Year after year, and it’s true again this year, we use a hashtag and we see some really great stuff. Right now the primary hashtag is “#ikeptliving,” and we’re seeing so many folks from all over use that—not only to spread the word about what we’re doing but to share their own stories and even their own pain within that.

For me, I’ve been seeing really powerful and really beautiful stuff over the last few weeks. If you go to our website right now, it’s basically dedicated to answering this question of how people can get involved, how people can participate.

We sell these world suicide prevention day packs: There’s an element of sharing your story, there’s an element of fundraising, there’s an element of spreading the word.

You said a major cause of suicide is untreated depression. Can you unfold that a little more?

We’ve learned that two out of three people who struggle with depression don’t get help for it.

And so I think basically if someone is struggling and they’re struggling alone and they’re not connecting with professional help, if they don’t end up sitting with a counselor, if they never end up seeing a doctor or a psychiatrist who they could talk about medication.

I think a lot of that is there’s such a stigma and sense of shame, that many people who do struggle end up isolating themselves. They end up thinking they have to keep this stuff a secret or they have to keep their pain a secret. They end up believing they’re odd to feel this way, or they’re one of the only ones who feels this way.

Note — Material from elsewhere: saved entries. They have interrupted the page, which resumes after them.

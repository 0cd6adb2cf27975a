// Small numeric helpers shared by the parser, the digest and the ranker

/// Round to a fixed number of decimal places.
///
/// Goes through the shortest correctly-rounded decimal rendering, so the
/// exact binary value decides the direction and exact ties go to even:
/// `0.015` (stored just below) → `0.01`, `0.125` → `0.12`.
pub fn round_to(value: f64, places: usize) -> f64 {
    format!("{:.*}", places, value).parse().unwrap_or(value)
}

/// Format an amount with thousands separators and two decimals: `1234.5` → `"1,234.50"`
pub fn format_amount(value: f64) -> String {
    let fixed = format!("{:.2}", value.abs());
    let (whole, frac) = fixed.split_once('.').unwrap_or((fixed.as_str(), "00"));

    let mut grouped = String::with_capacity(whole.len() + whole.len() / 3);
    for (i, digit) in whole.chars().enumerate() {
        if i > 0 && (whole.len() - i) % 3 == 0 {
            grouped.push(',');
        }
        grouped.push(digit);
    }

    let sign = if value < 0.0 && fixed != "0.00" { "-" } else { "" };
    format!("{}{}.{}", sign, grouped, frac)
}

Often times I think we’re afraid of the response we might be met with. We’re afraid of being judged. We’re afraid we might lose our jobs or be sent home. There are a lot of factors and I think it definitely comes back to the stigma.

Look at other things: There’s not a stigma with breaking your arm; there’s not a stigma with getting the flu, or even with something like dealing with cancer. But when it comes to mental health or thoughts of suicide, there very much is a stigma. We don’t approach it the same way; we don’t talk about it the same way.

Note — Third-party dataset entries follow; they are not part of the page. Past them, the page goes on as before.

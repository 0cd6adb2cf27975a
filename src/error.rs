//! Typed error taxonomy for the bill parser and the recommender.
//!
//! Every failure mode a caller must branch on has a named variant.
//! "No alternatives found" is deliberately absent here: it is a normal
//! outcome and lives in `recommender::ScanOutcome`.

use thiserror::Error;

/// Bill parsing failures.
#[derive(Debug, Error, PartialEq, Eq)]
pub enum BillError {
    #[error("Input text cannot be empty")]
    EmptyInput,
}

/// Recommendation lookup failures.
#[derive(Debug, Error, PartialEq, Eq)]
pub enum RecommendError {
    #[error("Product {0} not found in database")]
    NotFound(String),

    #[error("Invalid method or models not trained: {0}. Choose 'basic' or 'similar'")]
    InvalidMethod(String),
}

/// Catalog initialization failures. Fatal: nothing is served in this state.
#[derive(Debug, Error)]
pub enum CatalogError {
    #[error("Catalog is missing required column: {0}")]
    MissingColumn(String),

    #[error("Line {line}: {field} is not numeric ({value:?})")]
    NonNumeric {
        line: usize,
        field: &'static str,
        value: String,
    },

    #[error("Line {line}: price must be positive, got {price}")]
    NonPositivePrice { line: usize, price: f64 },

    #[error("Line {line}: rating must be within [0, 5], got {rating}")]
    RatingOutOfRange { line: usize, rating: f64 },

    #[error("Line {line}: duplicate product id {id}")]
    DuplicateId { line: usize, id: String },

    #[error("Catalog contains no products")]
    Empty,

    #[error("CSV error: {0}")]
    Csv(#[from] csv::Error),
}

/// Result type alias for recommender lookups.
pub type RecommendResult<T> = Result<T, RecommendError>;
use serde::{Deserialize, Serialize};
use std::path::PathBuf;
use tracing_subscriber::EnvFilter;

/// Application configuration
#[derive(Debug, Clone, Serialize, Deserialize)]
pub struct AppConfig {
    pub server: ServerConfig,
    pub data: DataConfig,
}

#[derive(Debug, Clone, Serialize, Deserialize)]
pub struct ServerConfig {
    pub host: String,
    pub port: u16,
}

#[derive(Debug, Clone, Serialize, Deserialize)]
pub struct DataConfig {
    /// Product catalog CSV
    pub catalog_path: PathBuf,
    /// Optional JSON category rules; built-in table when unset
    pub rules_path: Option<PathBuf>,
    /// Directory holding the four model artifacts
    pub models_dir: PathBuf,
}

impl Default for AppConfig {
    fn default() -> Self {
        Self {
            server: ServerConfig {
                host: "0.0.0.0".to_string(),
                port: 3000,
            },
            data: DataConfig {
                catalog_path: PathBuf::from("data/catalog.csv"),
                rules_path: None,
                models_dir: PathBuf::from("product_recommender_models"),
            },
        }
    }
}

impl AppConfig {
    /// Load configuration from environment variables
    pub fn from_env() -> Self {
        let defaults = Self::default();

        Self {
            server: ServerConfig {
                host: std::env::var("SERVER_HOST").unwrap_or(defaults.server.host),
                port: std::env::var("SERVER_PORT")
                    .ok()
                    .and_then(|p| p.parse().ok())
                    .unwrap_or(defaults.server.port),
            },
            data: DataConfig {
                catalog_path: std::env::var("RECEIPT_LENS_CATALOG")
                    .map(PathBuf::from)
                    .unwrap_or(defaults.data.catalog_path),
                rules_path: std::env::var("RECEIPT_LENS_RULES").ok().map(PathBuf::from),
                models_dir: std::env::var("RECEIPT_LENS_MODELS")
                    .map(PathBuf::from)
                    .unwrap_or(defaults.data.models_dir),
            },
        }
    }

    pub fn bind_addr(&self) -> String {
        format!("{}:{}", self.server.host, self.server.port)
    }
}

/// Install the fmt subscriber; `RUST_LOG` overrides the `info` default
pub fn init_tracing() {
    let filter = EnvFilter::try_from_default_env().unwrap_or_else(|_| EnvFilter::new("info"));

    tracing_subscriber::fmt()
        .with_env_filter(filter)
        .with_target(true)
        .with_level(true)
        .init();
}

How can we help de-stigmatize this conversation?

The first place to start is with relationships. We just want to encourage people to have honest conversations and to start with the people that you’re connected to. To start with our friends and family where we have the most influence, obviously.

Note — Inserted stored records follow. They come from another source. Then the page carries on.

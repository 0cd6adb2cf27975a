// 🏷️ Category Rules - Rules as Data
// Ordered keyword tables that assign a spending category to a product name

use anyhow::{Context as AnyhowContext, Result};
use serde::{Deserialize, Serialize};
use std::fs;
use std::path::Path;

/// Fallback category. Always present, never matched by keyword.
pub const FALLBACK_CATEGORY: &str = "Others";

// ============================================================================
// RULE DEFINITION
// ============================================================================

#[derive(Debug, Clone, PartialEq, Serialize, Deserialize)]
pub struct CategoryRule {
    /// Category to assign
    pub category: String,

    /// Upper-case keywords, in declaration order
    #[serde(default)]
    pub keywords: Vec<String>,
}

impl CategoryRule {
    pub fn new(category: &str, keywords: &[&str]) -> Self {
        CategoryRule {
            category: category.to_string(),
            keywords: keywords.iter().map(|k| k.to_string()).collect(),
        }
    }

    /// Check whether any keyword matches an upper-cased product name.
    ///
    /// A keyword matches on word boundaries only: "TEA" matches "GREEN TEA"
    /// but not "STEAK".
    pub fn matches(&self, name_upper: &str) -> bool {
        let padded_name = format!(" {} ", name_upper);

        self.keywords.iter().any(|keyword| {
            padded_name.contains(&format!(" {} ", keyword))
                || name_upper.ends_with(&format!(" {}", keyword))
                || name_upper.starts_with(&format!("{} ", keyword))
                || name_upper == keyword
        })
    }

    fn is_fallback(&self) -> bool {
        self.category == FALLBACK_CATEGORY
    }
}

// ============================================================================
// RULE SET
// ============================================================================

/// Immutable, ordered category table.
///
/// Declaration order is the tie-break: when a name matches keywords of two
/// categories, the one declared first wins.
#[derive(Debug, Clone)]
pub struct CategoryRules {
    rules: Vec<CategoryRule>,
}

impl CategoryRules {
    /// Build a rule set, normalizing keywords and enforcing the fallback.
    ///
    /// Keywords are trimmed and upper-cased; empty ones are dropped. A
    /// "Others" entry keeps its position but loses any keywords; if absent
    /// it is appended.
    pub fn from_rules(rules: Vec<CategoryRule>) -> Self {
        let mut rules: Vec<CategoryRule> = rules
            .into_iter()
            .map(|mut rule| {
                rule.keywords = if rule.is_fallback() {
                    Vec::new()
                } else {
                    rule.keywords
                        .iter()
                        .map(|k| k.trim().to_uppercase())
                        .filter(|k| !k.is_empty())
                        .collect()
                };
                rule
            })
            .collect();

        if !rules.iter().any(CategoryRule::is_fallback) {
            rules.push(CategoryRule::new(FALLBACK_CATEGORY, &[]));
        }

        CategoryRules { rules }
    }

    /// Load rules from a JSON file: `[{"category": "...", "keywords": [...]}]`
    pub fn from_file<P: AsRef<Path>>(path: P) -> Result<Self> {
        let content = fs::read_to_string(path.as_ref())
            .with_context(|| format!("Failed to read rules file: {:?}", path.as_ref()))?;

        let rules: Vec<CategoryRule> =
            serde_json::from_str(&content).context("Failed to parse rules JSON")?;

        Ok(CategoryRules::from_rules(rules))
    }

    /// Assign exactly one category to a product name.
    pub fn classify(&self, name: &str) -> &str {
        let name_upper = name.to_uppercase();

        self.rules
            .iter()
            .filter(|rule| !rule.is_fallback())
            .find(|rule| rule.matches(&name_upper))
            .map(|rule| rule.category.as_str())
            .unwrap_or(FALLBACK_CATEGORY)
    }

    /// Category names in declaration order
    pub fn categories(&self) -> impl Iterator<Item = &str> {
        self.rules.iter().map(|rule| rule.category.as_str())
    }

    /// Get number of categories loaded (fallback included)
    pub fn rule_count(&self) -> usize {
        self.rules.len()
    }
}

impl Default for CategoryRules {
    fn default() -> Self {
        CategoryRules::from_rules(default_rules())
    }
}

// ============================================================================
// BUILT-IN TABLE
// ============================================================================

/// Built-in grocery table. Order matters: "MILK" is a Beverage, not Dairy,
/// and "BREAD" is Food, not Bakery.
pub fn default_rules() -> Vec<CategoryRule> {
    vec![
        CategoryRule::new("Food", &[
            "BREAD", "EGGS", "COTTAGE CHEESE", "YOGURT", "TOMATOES", "BANANAS", "CHICKEN",
            "TUNA", "VEGETABLES", "FRUIT", "POTATOES", "CARROTS", "LETTUCE", "PUMPKIN",
            "CABBAGE", "ONIONS", "GARLIC", "PEAS", "APPLE", "ORANGE", "PEACH", "STRAWBERRY",
            "GROCERIES",
        ]),
        CategoryRule::new("Beverages", &[
            "MILK", "COFFEE", "JUICE", "WATER", "TEA", "SODA", "ENERGY DRINK", "SPORTS DRINK",
            "ALCOHOL", "WINE", "BEER", "COCKTAIL", "CIDER",
        ]),
        CategoryRule::new("Household", &[
            "TOILET PAPER", "WIPES", "CLEANER", "PAPER TOWELS", "SPONGE", "MOP", "GLOVES",
            "DISINFECTANT", "DISH SOAP", "LAUNDRY DETERGENT", "BROOM", "TRASH BAGS",
            "FABRIC SOFTENER", "AIR FRESHENER", "TISSUES", "PLASTIC WRAP", "ALUMINUM FOIL",
            "LIGHT BULB",
        ]),
        CategoryRule::new("Snacks", &[
            "CRACKERS", "COOKIES", "CHOCOLATE", "CANDY", "CANDY BAR", "CHIPS", "NUTS", "SEEDS",
            "CORN SNACKS", "TRAIL MIX", "PRETZELS", "POP CORN", "GUM", "JELLY BEANS",
            "GUMMY BEARS", "ICE CREAM",
        ]),
        CategoryRule::new("Dairy", &[
            "CHEESE", "BUTTER", "MILK", "YOGURT", "CREAM", "COTTAGE CHEESE", "WHIPPED CREAM",
            "SOUR CREAM", "EGGS",
        ]),
        CategoryRule::new("Frozen", &[
            "FROZEN FOOD", "FROZEN PIZZA", "FROZEN VEGETABLES", "FROZEN FRUITS", "FROZEN MEALS",
            "FROZEN DINNER", "FROZEN FRENCH FRIES", "FROZEN BURGERS", "FROZEN CHICKEN",
        ]),
        CategoryRule::new("Bakery", &[
            "BREAD", "BAGELS", "CROISSANT", "MUFFINS", "DONUTS", "PASTRY", "CAKE", "PIE",
            "BISCUIT", "CUPCAKES", "COOKIES", "TARTS",
        ]),
        CategoryRule::new("Meat & Seafood", &[
            "BEEF", "PORK", "CHICKEN", "LAMB", "TURKEY", "SALMON", "TUNA", "SHRIMP", "LOBSTER",
            "CRAB", "SEAFOOD", "BACON", "SAUSAGE", "STEAK", "CHICKEN BREAST", "CHICKEN WINGS",
            "FISH",
        ]),
        CategoryRule::new("Produce", &[
            "FRUIT", "VEGETABLE", "LEAFY GREENS", "AVOCADO", "CABBAGE", "CARROTS", "BROCCOLI",
            "CORN", "PEAS", "CUCUMBER", "PEPPER", "POTATOES", "ONION", "MUSHROOM", "SPINACH",
        ]),
        CategoryRule::new("Pharmacy", &[
            "PILLS", "MEDICINE", "VITAMINS", "SUPPLEMENTS", "COLD MEDICINE", "PAIN RELIEVER",
            "ANTIBIOTICS", "FIRST AID", "BANDAGES", "PRESCRIPTION",
        ]),
        CategoryRule::new("Personal Care", &[
            "SHAMPOO", "TOOTHPASTE", "SOAP", "DEODORANT", "LOTIONS", "HAIR CARE", "SKIN CARE",
            "MOISTURIZER", "MAKEUP", "NAIL POLISH", "HAIR COLOR", "FEMININE PRODUCTS", "RAZORS",
            "SUNSCREEN", "CONDITIONER",
        ]),
        CategoryRule::new("Pet Supplies", &[
            "PET FOOD", "CAT FOOD", "DOG FOOD", "PET TOYS", "PET CARE", "LITTER", "PET SUPPLIES",
            "PET BED", "PET COLLAR", "PET MEDICINE",
        ]),
        CategoryRule::new("Electronics", &[
            "LAPTOP", "PHONE", "TABLET", "CAMERA", "TV", "EARPHONES", "HEADPHONES", "CABLES",
            "CHARGER", "SMARTWATCH", "MONITOR", "SPEAKERS", "KEYBOARD", "MOUSE", "BATTERIES",
        ]),
        CategoryRule::new("Health & Fitness", &[
            "EXERCISE EQUIPMENT", "DUMBBELLS", "YOGA MAT", "TREADMILL", "SUPPLEMENTS",
            "WEIGHT SCALE", "FITNESS TRACKER", "BICYCLE", "FOOT MASSAGER", "ELASTIC BAND",
            "RESISTANCE BAND", "PROTEIN",
        ]),
        CategoryRule::new("Office Supplies", &[
            "PAPER", "PENS", "PENCILS", "NOTEBOOK", "ENVELOPES", "STAPLER", "STAPLES", "PRINTER",
            "PRINTER INK", "BINDERS", "TAPE", "MARKERS", "WHITEBOARD", "CALENDAR",
        ]),
        CategoryRule::new("Baby & Kids", &[
            "DIAPERS", "BABY FOOD", "BABY WIPES", "BABY CLOTHES", "TOYS", "BABY FORMULA",
            "STROLLER", "BABY CREAM", "BABY LOTION", "KIDS CLOTHES", "KIDS TOYS", "BABY SHAMPOO",
        ]),
        CategoryRule::new("Auto Supplies", &[
            "OIL", "CAR BATTERY", "TIRES", "CAR WASH", "WAX", "JACK", "AIR FRESHENER",
            "FLOOR MATS", "CAR REPAIR TOOLS", "WINDSHIELD WIPERS", "GAS", "FUEL",
        ]),
        CategoryRule::new(FALLBACK_CATEGORY, &[]),
    ]
}

// ============================================================================
// TESTS
// ============================================================================

#[cfg(test)]
mod tests {
    use super::*;

    fn keywords<'a>(rules: &'a CategoryRules, category: &str) -> Option<&'a [String]> {
        rules
            .rules
            .iter()
            .find(|rule| rule.category == category)
            .map(|rule| rule.keywords.as_slice())
    }

    #[test]
    fn test_keyword_word_boundaries() {
        let rule = CategoryRule::new("Beverages", &["TEA"]);

        assert!(rule.matches("TEA"));
        assert!(rule.matches("GREEN TEA"));
        assert!(rule.matches("TEA BAGS"));
        assert!(rule.matches("ICED TEA LEMON"));
        assert!(!rule.matches("STEAK"));
        assert!(!rule.matches("TEAPOT"));
    }

    #[test]
    fn test_multi_word_keyword() {
        let rule = CategoryRule::new("Snacks", &["ICE CREAM"]);

        assert!(rule.matches("VANILLA ICE CREAM"));
        assert!(!rule.matches("ICE"));
    }

    #[test]
    fn test_classify_is_case_insensitive() {
        let rules = CategoryRules::default();

        assert_eq!(rules.classify("milk"), "Beverages");
        assert_eq!(rules.classify("Whole Milk"), "Beverages");
        assert_eq!(rules.classify("toothpaste"), "Personal Care");
    }

    #[test]
    fn test_first_declared_category_wins() {
        let rules = CategoryRules::default();

        // MILK is listed under Beverages and Dairy; Beverages is declared first
        assert_eq!(rules.classify("MILK"), "Beverages");
        // BREAD is listed under Food and Bakery
        assert_eq!(rules.classify("BREAD"), "Food");
        // CHICKEN is in Food before Meat & Seafood
        assert_eq!(rules.classify("CHICKEN BREAST"), "Food");
        // COOKIES: Snacks before Bakery
        assert_eq!(rules.classify("COOKIES"), "Snacks");
    }

    #[test]
    fn test_declaration_order_is_the_tie_break() {
        let first = CategoryRules::from_rules(vec![
            CategoryRule::new("A", &["APPLE"]),
            CategoryRule::new("B", &["APPLE"]),
        ]);
        let swapped = CategoryRules::from_rules(vec![
            CategoryRule::new("B", &["APPLE"]),
            CategoryRule::new("A", &["APPLE"]),
        ]);

        assert_eq!(first.classify("APPLE"), "A");
        assert_eq!(swapped.classify("APPLE"), "B");
    }

    #[test]
    fn test_unmatched_name_falls_back_to_others() {
        let rules = CategoryRules::default();
        assert_eq!(rules.classify("WIDGET XL"), FALLBACK_CATEGORY);
    }

    #[test]
    fn test_fallback_is_always_present_and_empty() {
        let rules = CategoryRules::from_rules(vec![CategoryRule::new("Food", &["BREAD"])]);
        assert_eq!(rules.rule_count(), 2);
        assert_eq!(rules.categories().last(), Some(FALLBACK_CATEGORY));

        let rules = CategoryRules::from_rules(vec![
            CategoryRule::new(FALLBACK_CATEGORY, &["WIDGET"]),
            CategoryRule::new("Food", &["BREAD"]),
        ]);
        assert_eq!(rules.rule_count(), 2);
        assert_eq!(keywords(&rules, FALLBACK_CATEGORY), Some(&[][..]));
        assert_eq!(rules.classify("WIDGET"), FALLBACK_CATEGORY);
    }

    #[test]
    fn test_keywords_are_normalized() {
        let rules = CategoryRules::from_rules(vec![CategoryRule::new("Food", &[" bread ", ""])]);

        assert_eq!(keywords(&rules, "Food"), Some(&["BREAD".to_string()][..]));
        assert_eq!(rules.classify("Rye Bread"), "Food");
    }

    #[test]
    fn test_default_table_order() {
        let rules = CategoryRules::default();
        let names: Vec<&str> = rules.categories().collect();

        assert_eq!(names.len(), 18);
        assert_eq!(names[0], "Food");
        assert_eq!(names[1], "Beverages");
        assert_eq!(names[4], "Dairy");
        assert_eq!(names[17], FALLBACK_CATEGORY);
    }

    #[test]
    fn test_from_file() {
        let dir = tempfile::tempdir().unwrap();
        let path = dir.path().join("rules.json");
        fs::write(
            &path,
            r#"[{"category": "Treats", "keywords": ["fudge"]}, {"category": "Others"}]"#,
        )
        .unwrap();

        let rules = CategoryRules::from_file(&path).unwrap();
        assert_eq!(rules.classify("CHOCOLATE FUDGE"), "Treats");
        assert_eq!(rules.classify("MILK"), FALLBACK_CATEGORY);
    }

    #[test]
    fn test_from_file_missing() {
        assert!(CategoryRules::from_file("/nonexistent/rules.json").is_err());
    }
}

I think a lot of times we wonder about this word “depression” and we think about it in a clinical way, which certainly makes sense. But there’s so much value in knowing or at least asking how the people around us are doing.

That might sound like a really simple place to start, but I think that really is a good place to start. Because so often you hear these stories after the fact where there’s a suicide and so many people say, “Oh my gosh I had no idea.”

We can’t control how someone answers the “how are you” question. We can’t control the response we’re met with, but we can control whether or not we keep showing up.

Certainly there’s warning signs. I think if you notice someone isolating, if you notice someone’s behavior changing, it’s ok to express concern.

What about the flipside—what about the person who is struggling with depression on some scale? What can that person do or what’s at least a first step?

We point to two things really above everything else.

We think everyone deserves a support system. And you could insert whatever word you’re comfortable with—”community,” “friends”—but the hope is that you can start by being honest with someone. And then, beyond that, this person needs to know there’s a time where we need more help than our friends can provide.

Just as you would see an expert for your car or when something breaks at your house, we think when it comes to mental health it makes sense to see an expert. and so we love to point to counseling.

We know that can be an intimidating phone call or an intimidating first appointment. But what we hear time and time again is what started out as a scary hour of the week somehow gets rewired and actually starts to feel like the most important hour of the week.

Not that it’s easy or super fun, but there’s a sense of progress and a sense of healing—and all of a sudden you’re talking about things that you really need to talk about.